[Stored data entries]
*** Begin section ***
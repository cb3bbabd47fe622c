//! Query rewriting, cached embedding, and threshold-adaptive vector search.

use crate::adapters::{Embedder, VectorStore};
use crate::rag::RetrievalResult;
use std::collections::VecDeque;
use std::sync::Arc;
use tokio::sync::Mutex;
use tracing::{debug, info, warn};

/// FIFO embedding cache capacity.
const CACHE_CAPACITY: usize = 100;

/// Similarity threshold used while searching a rewritten summary query.
const SUMMARY_MIN_SCORE: f32 = 0.05;

struct EmbeddingCache {
    order: VecDeque<String>,
    entries: std::collections::HashMap<String, Vec<f32>>,
}

impl EmbeddingCache {
    fn new() -> Self {
        Self {
            order: VecDeque::new(),
            entries: std::collections::HashMap::new(),
        }
    }

    fn get(&self, key: &str) -> Option<Vec<f32>> {
        self.entries.get(key).cloned()
    }

    fn insert(&mut self, key: String, value: Vec<f32>) {
        if self.entries.contains_key(&key) {
            return;
        }
        if self.entries.len() >= CACHE_CAPACITY {
            if let Some(oldest) = self.order.pop_front() {
                self.entries.remove(&oldest);
            }
        }
        self.order.push_back(key.clone());
        self.entries.insert(key, value);
    }

    fn clear(&mut self) {
        self.order.clear();
        self.entries.clear();
    }

    fn len(&self) -> usize {
        self.entries.len()
    }
}

/// Handles query rewriting, cached embedding, and vector search for RAG.
pub struct RagRetriever {
    vector_store: Arc<dyn VectorStore>,
    embedder: Arc<dyn Embedder>,
    top_k: usize,
    min_similarity: f32,
    cache: Mutex<EmbeddingCache>,
}

impl RagRetriever {
    /// Create a retriever over the given vector store and embedder.
    pub fn new(
        vector_store: Arc<dyn VectorStore>,
        embedder: Arc<dyn Embedder>,
        top_k: usize,
        min_similarity: f32,
    ) -> Self {
        info!("initialized RAG retriever: top_k={top_k}, min_similarity={min_similarity}");
        Self {
            vector_store,
            embedder,
            top_k,
            min_similarity,
            cache: Mutex::new(EmbeddingCache::new()),
        }
    }

    /// Retrieve relevant chunks for `query`, bounded by `timeout_ms`.
    ///
    /// Never fails the caller's turn: on timeout or internal error this
    /// returns an empty list.
    pub async fn retrieve(&self, query: &str, session_id: &str, timeout_ms: u64) -> Vec<RetrievalResult> {
        let deadline = std::time::Duration::from_millis(timeout_ms);
        match tokio::time::timeout(deadline, self.retrieve_internal(query, session_id)).await {
            Ok(results) => results,
            Err(_) => {
                warn!("RAG retrieval timeout after {timeout_ms}ms for query: {}", truncate(query));
                Vec::new()
            }
        }
    }

    async fn retrieve_internal(&self, query: &str, session_id: &str) -> Vec<RetrievalResult> {
        let (rewritten, is_summary) = rewrite_query_if_needed(query);
        if rewritten != query {
            info!("query rewrite: '{}' -> '{rewritten}' (summary={is_summary})", truncate(query));
        }

        let min_similarity = if is_summary { SUMMARY_MIN_SCORE } else { self.min_similarity };
        let top_k = if is_summary { self.top_k * 2 } else { self.top_k };

        let embedding = match self.embed_cached(&rewritten).await {
            Some(e) => e,
            None => {
                warn!("failed to generate query embedding");
                return Vec::new();
            }
        };

        let mut results = match self
            .vector_store
            .search(&embedding, session_id, top_k, min_similarity)
            .await
        {
            Ok(r) => r,
            Err(e) => {
                warn!("vector search failed: {e}");
                return Vec::new();
            }
        };

        if is_summary && results.len() > self.top_k {
            results.truncate(self.top_k);
        }

        for r in &mut results {
            r.is_summary_query = is_summary;
            r.effective_threshold = min_similarity;
        }

        if results.is_empty() {
            warn!("no results above threshold {min_similarity:.2} for query: {}", truncate(query));
        }

        results
    }

    async fn embed_cached(&self, query: &str) -> Option<Vec<f32>> {
        let key = query.to_lowercase().trim().to_owned();

        {
            let cache = self.cache.lock().await;
            if let Some(hit) = cache.get(&key) {
                debug!("embedding cache hit");
                return Some(hit);
            }
        }

        let embedding = self.embedder.embed(query).await.ok()?;
        self.cache.lock().await.insert(key, embedding.clone());
        Some(embedding)
    }

    /// Clear the embedding cache.
    pub async fn clear_cache(&self) {
        self.cache.lock().await.clear();
        info!("cleared embedding cache");
    }

    /// Current number of cached embeddings.
    pub async fn cache_size(&self) -> usize {
        self.cache.lock().await.len()
    }
}

const SUMMARY_REPLACEMENT: &str = "main topics key points important information";

/// Patterns whose match rewrites the whole query to [`SUMMARY_REPLACEMENT`]
/// and sets `is_summary_query`.
fn summary_patterns() -> &'static [regex::Regex] {
    static PATTERNS: std::sync::OnceLock<Vec<regex::Regex>> = std::sync::OnceLock::new();
    PATTERNS.get_or_init(|| {
        [
            r"^(give me |can you |please )?(a |an )?(summary|overview|brief)",
            r"^summarize (the |this )?(document|file|text|pdf|content)",
            r"^what (is|are) (the )?(main|key) (points?|topics?|ideas?)",
            r"^(tell me |show me )?what.s in (the |this )?(document|file)",
        ]
        .iter()
        .map(|p| regex::Regex::new(p).expect("static summary pattern compiles"))
        .collect()
    })
}

/// `(pattern, replacement)` pairs applied in order to strip filler phrases.
fn filler_patterns() -> &'static [(regex::Regex, &'static str)] {
    static PATTERNS: std::sync::OnceLock<Vec<(regex::Regex, &'static str)>> = std::sync::OnceLock::new();
    PATTERNS.get_or_init(|| {
        vec![
            (
                regex::Regex::new(r"^(tell me about|show me|explain|describe)\s+").expect("static pattern"),
                "",
            ),
            (
                regex::Regex::new(r"^(can you |could you |please |would you )+(tell|show|explain|describe)\s+")
                    .expect("static pattern"),
                "",
            ),
            (
                regex::Regex::new(r"\s+(please|thanks|thank you)$").expect("static pattern"),
                "",
            ),
        ]
    })
}

const SUMMARY_KEYWORDS: &[&str] = &[
    "summarize",
    "summary",
    "overview",
    "brief",
    "main points",
    "key points",
    "what does it say",
    "what is in",
    "tell me about the document",
];

/// Rewrite a command-style query into a semantic one, returning
/// `(rewritten, is_summary_query)`.
fn rewrite_query_if_needed(query: &str) -> (String, bool) {
    let lower = query.to_lowercase();
    let trimmed = lower.trim();

    for pattern in summary_patterns() {
        if pattern.is_match(trimmed) {
            return (SUMMARY_REPLACEMENT.to_owned(), true);
        }
    }

    let mut rewritten = trimmed.to_owned();
    let mut modified = false;
    for (pattern, replacement) in filler_patterns() {
        let new_text = pattern.replace(&rewritten, *replacement).trim().to_owned();
        if new_text != rewritten {
            rewritten = new_text;
            modified = true;
        }
    }

    let is_summary = SUMMARY_KEYWORDS.iter().any(|phrase| trimmed.contains(phrase));

    let final_query = if modified { rewritten } else { query.to_owned() };
    (final_query, is_summary)
}

fn truncate(s: &str) -> String {
    crate::text::truncate_with_ellipsis(s, 50)
}

#[cfg(test)]
mod tests {
    use super::*;

    #[test]
    fn summary_pattern_detected() {
        let (rewritten, is_summary) = rewrite_query_if_needed("give me a summary");
        assert!(is_summary);
        assert_eq!(rewritten, "main topics key points important information");
    }

    #[test]
    fn summarize_document_pattern() {
        let (_, is_summary) = rewrite_query_if_needed("summarize the document please");
        assert!(is_summary);
    }

    #[test]
    fn main_points_pattern() {
        let (_, is_summary) = rewrite_query_if_needed("what are the main points");
        assert!(is_summary);
    }

    #[test]
    fn filler_stripped() {
        let (rewritten, is_summary) = rewrite_query_if_needed("tell me about the weather");
        assert_eq!(rewritten, "the weather");
        assert!(!is_summary);
    }

    #[test]
    fn polite_filler_stripped() {
        let (rewritten, _) = rewrite_query_if_needed("can you explain quantum computing");
        assert_eq!(rewritten, "quantum computing");
    }

    #[test]
    fn trailing_courtesy_stripped() {
        let (rewritten, _) = rewrite_query_if_needed("what time is it please");
        assert_eq!(rewritten, "what time is it");
    }

    #[test]
    fn unrelated_query_unchanged() {
        let (rewritten, is_summary) = rewrite_query_if_needed("what color is the sky");
        assert_eq!(rewritten, "what color is the sky");
        assert!(!is_summary);
    }

    #[tokio::test]
    async fn cache_evicts_fifo() {
        let mut cache = EmbeddingCache::new();
        for i in 0..CACHE_CAPACITY + 5 {
            cache.insert(format!("q{i}"), vec![i as f32]);
        }
        assert_eq!(cache.len(), CACHE_CAPACITY);
        assert!(cache.get("q0").is_none());
        assert!(cache.get(&format!("q{}", CACHE_CAPACITY + 4)).is_some());
    }
}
*** End section ***
What is expected:
Each line holding "Mutex" in the records should be copied out.

Task result:
use tokio::sync::Mutex;
    cache: Mutex<EmbeddingCache>,
            cache: Mutex::new(EmbeddingCache::new()),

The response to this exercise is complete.